We will reverse a conviction if an incorrect jury instruction “created an erroneous impression of the law *667that, if the jury had believed defendant’s version of the facts, would have affected the outcome of the case.” State v. Pine, 336 Or 194, 210, 82 P3d 130 (2003). Thus, to assess whether giving the erroneous instruction was harmless with respect to the felony murder convictions, we must determine whether the jury’s guilty verdicts on those charges could have been based on the theory of criminal responsibility contained in the instruction. Lopez-Minjarez, 350 Or at 585.

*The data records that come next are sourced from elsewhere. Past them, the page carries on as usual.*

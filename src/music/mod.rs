// Copyright (c) 2026 Robert L. Snyder, Sierra Vista, AZ
// Licensed under the MIT License. See LICENSE file in the project root for details.

//! Musical data model for chord charts.
//!
//! Provides the chord and progression types the playback engine consumes,
//! plus the standard-tuning fret arithmetic used to turn a fingering into
//! MIDI notes.

pub mod chord;
pub mod progression;

pub use chord::{Chord, ChordError, StrummingPattern};
pub use progression::Progression;

/// MIDI note number type (0-127)
pub type MidiNote = u8;

/// Number of strings on the modeled instrument
pub const STRING_COUNT: usize = 6;

/// Standard tuning, low string first: E2 A2 D3 G3 B3 E4
pub const STANDARD_TUNING: [MidiNote; STRING_COUNT] = [40, 45, 50, 55, 59, 64];

/// Highest supported capo position
pub const MAX_CAPO: u8 = 11;

/// Highest fret a fingering may reference
pub const MAX_FRET: i8 = 24;

/// Fret value meaning "do not sound this string"
pub const MUTED_STRING: i8 = -1;

/// Resolve a string/fret/capo triple to a MIDI note.
///
/// Returns `None` for a muted string, an out-of-range string index, or a
/// note that would land outside the MIDI range.
pub fn fretted_note(string: usize, fret: i8, capo: u8) -> Option<MidiNote> {
    if string >= STRING_COUNT || fret < 0 {
        return None;
    }
    let note = STANDARD_TUNING[string] as i32 + fret as i32 + capo as i32;
    if (0..=127).contains(&note) {
        Some(note as MidiNote)
    } else {
        None
    }
}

The relevant facts were hotly contested at trial, but to determine whether the error in instructing the jury could have affected the jury’s verdict on the particular charges at issue here, we describe defendant’s evidence and theory of the case. Defendant and his codefendant, Absalon Pechcanul, entered the victim’s home and went to the victim’s bedroom, where Pechcanul began searching for money. Defendant had known the victim for years and testified that he considered him a friend. Defendant testified that, after they entered the bedroom, he asked Pechcanul what he was doing, and Pechcanul answered: “None of your business.” According to defendant, Pechcanul began asking defendant about money and he had replied “I don’t know” more than once. During that interaction, Pechcanul noticed the victim sitting up in his bed. Defendant testified that, at that point, “I turned. I was turning to leave the room.” As defendant was doing so, he heard Pechcanul tell the victim, “I told you.” Defendant turned around and saw Pechcanul pointing a gun at the victim.

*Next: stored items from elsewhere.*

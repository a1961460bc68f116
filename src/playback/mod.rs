// Copyright (c) 2026 Robert L. Snyder, Sierra Vista, AZ
// Licensed under the MIT License. See LICENSE file in the project root for details.

//! Playback core: schedule compilation and the transport that runs it.
//!
//! This module provides:
//! - Event compiler turning a chord chart plus tempo into a timed schedule
//! - Transport controller owning the playback lifecycle
//! - Track mixer resolving mute/solo audibility
//! - Clip synchronizer converging timeline clips onto the live engine

pub mod clips;
pub mod compiler;
pub mod mixer;
pub mod transport;

pub use clips::{AudioClip, ClipSynchronizer, NewClip};
pub use compiler::{compile, total_duration, EventKind, ScheduledEvent};
pub use mixer::{MixerError, Track, TrackKind, TrackMixer, CHORDS_TRACK};
pub use transport::{PlaybackState, TransportController, TransportError};

use std::fmt;

/// Identifier for a mixer track
#[derive(Debug, Clone, Copy, PartialEq, Eq, Hash, PartialOrd, Ord)]
pub struct TrackId(pub u64);

impl fmt::Display for TrackId {
    fn fmt(&self, f: &mut fmt::Formatter<'_>) -> fmt::Result {
        write!(f, "track#{}", self.0)
    }
}

/// Identifier for a timeline clip
#[derive(Debug, Clone, Copy, PartialEq, Eq, Hash, PartialOrd, Ord)]
pub struct ClipId(pub u64);

impl fmt::Display for ClipId {
    fn fmt(&self, f: &mut fmt::Formatter<'_>) -> fmt::Result {
        write!(f, "clip#{}", self.0)
    }
}
use anyhow::{Context, Result};
use clap::{Parser, Subcommand};
use std::path::{Path, PathBuf};
use tracing_appender::non_blocking::WorkerGuard;

use taskboard::board::ordering::IndexPolicy;
use taskboard::config::{BoardConfig, Overrides};
use taskboard::logging;

mod cmd;

#[derive(Parser)]
#[command(name = "taskboard")]
#[command(version, about = "Multi-tenant Kanban task board server")]
pub struct Cli {
    /// Directory holding `.taskboard/` (defaults to the current directory)
    #[arg(long, global = true)]
    pub project_dir: Option<PathBuf>,

    /// Path to the config file (default: .taskboard/taskboard.toml)
    #[arg(long, global = true)]
    pub config: Option<PathBuf>,

    /// Log level filter, e.g. "debug" or "taskboard=trace"
    #[arg(long, global = true)]
    pub log_level: Option<String>,

    #[command(subcommand)]
    pub command: Commands,
}

#[derive(Subcommand)]
pub enum Commands {
    /// Run the HTTP and WebSocket server
    Serve {
        /// Interface to bind
        #[arg(long)]
        host: Option<String>,

        /// Port to serve on
        #[arg(short, long)]
        port: Option<u16>,

        /// Database path
        #[arg(long)]
        db_path: Option<PathBuf>,

        /// Enable dev mode (permissive CORS, bind on all interfaces)
        #[arg(long)]
        dev: bool,

        /// Out-of-range move indices: reject or clamp
        #[arg(long)]
        index_policy: Option<IndexPolicy>,
    },
    /// Create the board database and run migrations
    Init {
        /// Database path
        #[arg(long)]
        db_path: Option<PathBuf>,
    },
    /// Renumber every column so task orders are dense again
    Reindex {
        /// Database path
        #[arg(long)]
        db_path: Option<PathBuf>,

        /// Only repair this workspace
        #[arg(long)]
        workspace: Option<String>,
    },
    /// View, validate or initialize configuration
    Config {
        #[command(subcommand)]
        command: Option<ConfigCommands>,
    },
}

#[derive(Subcommand, Clone)]
pub enum ConfigCommands {
    /// Show the resolved configuration
    Show,
    /// Validate configuration and show any problems
    Validate,
    /// Initialize a default taskboard.toml file
    Init,
}

impl Cli {
    fn overrides(&self) -> Overrides {
        let mut overrides = Overrides {
            log_level: self.log_level.clone(),
            ..Default::default()
        };
        match &self.command {
            Commands::Serve {
                host,
                port,
                db_path,
                dev,
                index_policy,
            } => {
                overrides.host = host.clone();
                overrides.port = *port;
                overrides.db_path = db_path.clone();
                overrides.dev_mode = dev.then_some(true);
                overrides.index_policy = *index_policy;
            }
            Commands::Init { db_path } | Commands::Reindex { db_path, .. } => {
                overrides.db_path = db_path.clone();
            }
            Commands::Config { .. } => {}
        }
        overrides
    }
}

/// Resolve configuration and install logging for commands that touch the board.
fn setup(cli: &Cli, project_dir: &Path) -> Result<(BoardConfig, Option<WorkerGuard>)> {
    let config = BoardConfig::resolve(project_dir, cli.config.as_deref(), &cli.overrides())?
        .rooted_at(project_dir);
    let guard = logging::init(&config.logging)?;
    Ok((config, guard))
}

#[tokio::main]
async fn main() -> Result<()> {
    dotenvy::dotenv().ok();

    let cli = Cli::parse();
    let project_dir = match cli.project_dir.clone() {
        Some(dir) => dir,
        None => std::env::current_dir().context("Failed to get current directory")?,
    };

    match &cli.command {
        Commands::Serve { .. } => {
            let (config, _log_guard) = setup(&cli, &project_dir)?;
            cmd::cmd_serve(&config).await?;
        }
        Commands::Init { .. } => {
            let (config, _log_guard) = setup(&cli, &project_dir)?;
            cmd::cmd_init(&config)?;
        }
        Commands::Reindex { workspace, .. } => {
            let (config, _log_guard) = setup(&cli, &project_dir)?;
            cmd::cmd_reindex(&config, workspace.as_deref())?;
        }
        Commands::Config { command } => {
            cmd::cmd_config(&project_dir, cli.config.as_deref(), command.clone())?;
        }
    }

    Ok(())
}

Defendant testified that he had not known that Pechcanul had a gun until that moment. When he saw the gun, defendant testified that he “started walking” toward Pechcanul, because “I thought he was going to hurt my friend,” the victim. As defendant was walking toward him, Pechcanul shot the victim. Defendant fell to the floor next to the victim’s bed, and Pechcanul proceeded to shoot the victim again; the victim’s body fell from the bed onto defendant as he lay on the floor. Defendant testified that, as the victim was being shot, the victim said “help me Victor. Absalon shot me.” Defendant then saw Pechcanul pointing the gun at him. Defendant “just turned around. I was shaking and just walk[ed] out of the room.”

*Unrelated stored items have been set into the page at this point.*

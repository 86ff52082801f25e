use std::path::Path;
use std::str::FromStr;
use std::sync::Arc;
use std::time::Duration;

use chrono::{DateTime, Utc};
use rusqlite::{Connection, OptionalExtension, Row, params};
use tracing::{debug, info, warn};
use uuid::Uuid;

use super::models::*;
use super::ordering::{self, IndexPolicy, Placement, Shift};
use crate::errors::{BoardError, BoardResult};

/// How long a writer waits on a lock held by another connection before the
/// operation fails with a transient error.
const BUSY_TIMEOUT: Duration = Duration::from_secs(5);

const TASK_COLUMNS: &str = "id, workspace_id, title, description, priority, due_date, column_name, position, assignee_id, assignee_name, comments_count, created_by, created_at, updated_at";

/// Async-safe handle to the board database.
///
/// Wraps `BoardDb` behind `Arc<Mutex>` and runs all access on tokio's
/// blocking thread pool via `spawn_blocking`, preventing synchronous SQLite
/// I/O from tying up async worker threads. Because the closure runs to
/// completion even if the awaiting request is dropped, a cancelled request
/// never leaves a transaction half-applied.
#[derive(Clone)]
pub struct DbHandle {
    inner: Arc<std::sync::Mutex<BoardDb>>,
}

impl DbHandle {
    pub fn new(db: BoardDb) -> Self {
        Self {
            inner: Arc::new(std::sync::Mutex::new(db)),
        }
    }

    /// Run a closure with access to the database on a blocking thread.
    /// All data passed into `f` must be owned (`'static`).
    pub async fn call<F, R>(&self, f: F) -> BoardResult<R>
    where
        F: FnOnce(&BoardDb) -> BoardResult<R> + Send + 'static,
        R: Send + 'static,
    {
        let db = self.inner.clone();
        tokio::task::spawn_blocking(move || {
            let guard = db.lock().map_err(|_| BoardError::LockPoisoned)?;
            f(&guard)
        })
        .await
        .map_err(|e| {
            if e.is_cancelled() {
                BoardError::Transient("database task was cancelled".into())
            } else {
                BoardError::Other(anyhow::anyhow!("database task panicked: {}", e))
            }
        })?
    }
}

/// The ordered task store.
pub struct BoardDb {
    conn: Connection,
    index_policy: IndexPolicy,
}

*668The completion of, or the withdrawal from, the underlying felony are both sufficient to break the chain of causation required to convict a defendant for felony murder. Lopez-Minjarez, 350 Or at 590. Although the jury was not required to believe defendant’s testimony, based on that testimony, the jury could have found that defendant had withdrawn from the robbery before Pechcanul shot the victim. Although defendant ultimately did not leave the room, according to his testimony, he turned back only after the victim awoke, at which point Pechcanul pulled out his gun. Based on defendant’s testimony, the jury also could have found that the burglary — which was charged as an entry with intent to commit theft — was complete before Pechcanul shot the victim. Accordingly, although it is possible that the jury convicted defendant under a correct understanding of the law, it nevertheless could have found that the murder was committed not “in the course of and in furtherance of’ the burglary and robbery, but, instead, was the “natural and probable consequence” of those crimes.
On appeal, convictions for felony murder (Counts 5 and 6) and robbery (Count 8) reversed and remanded; remanded for resentencing; otherwise affirmed. Cross-appeal dismissed as moot.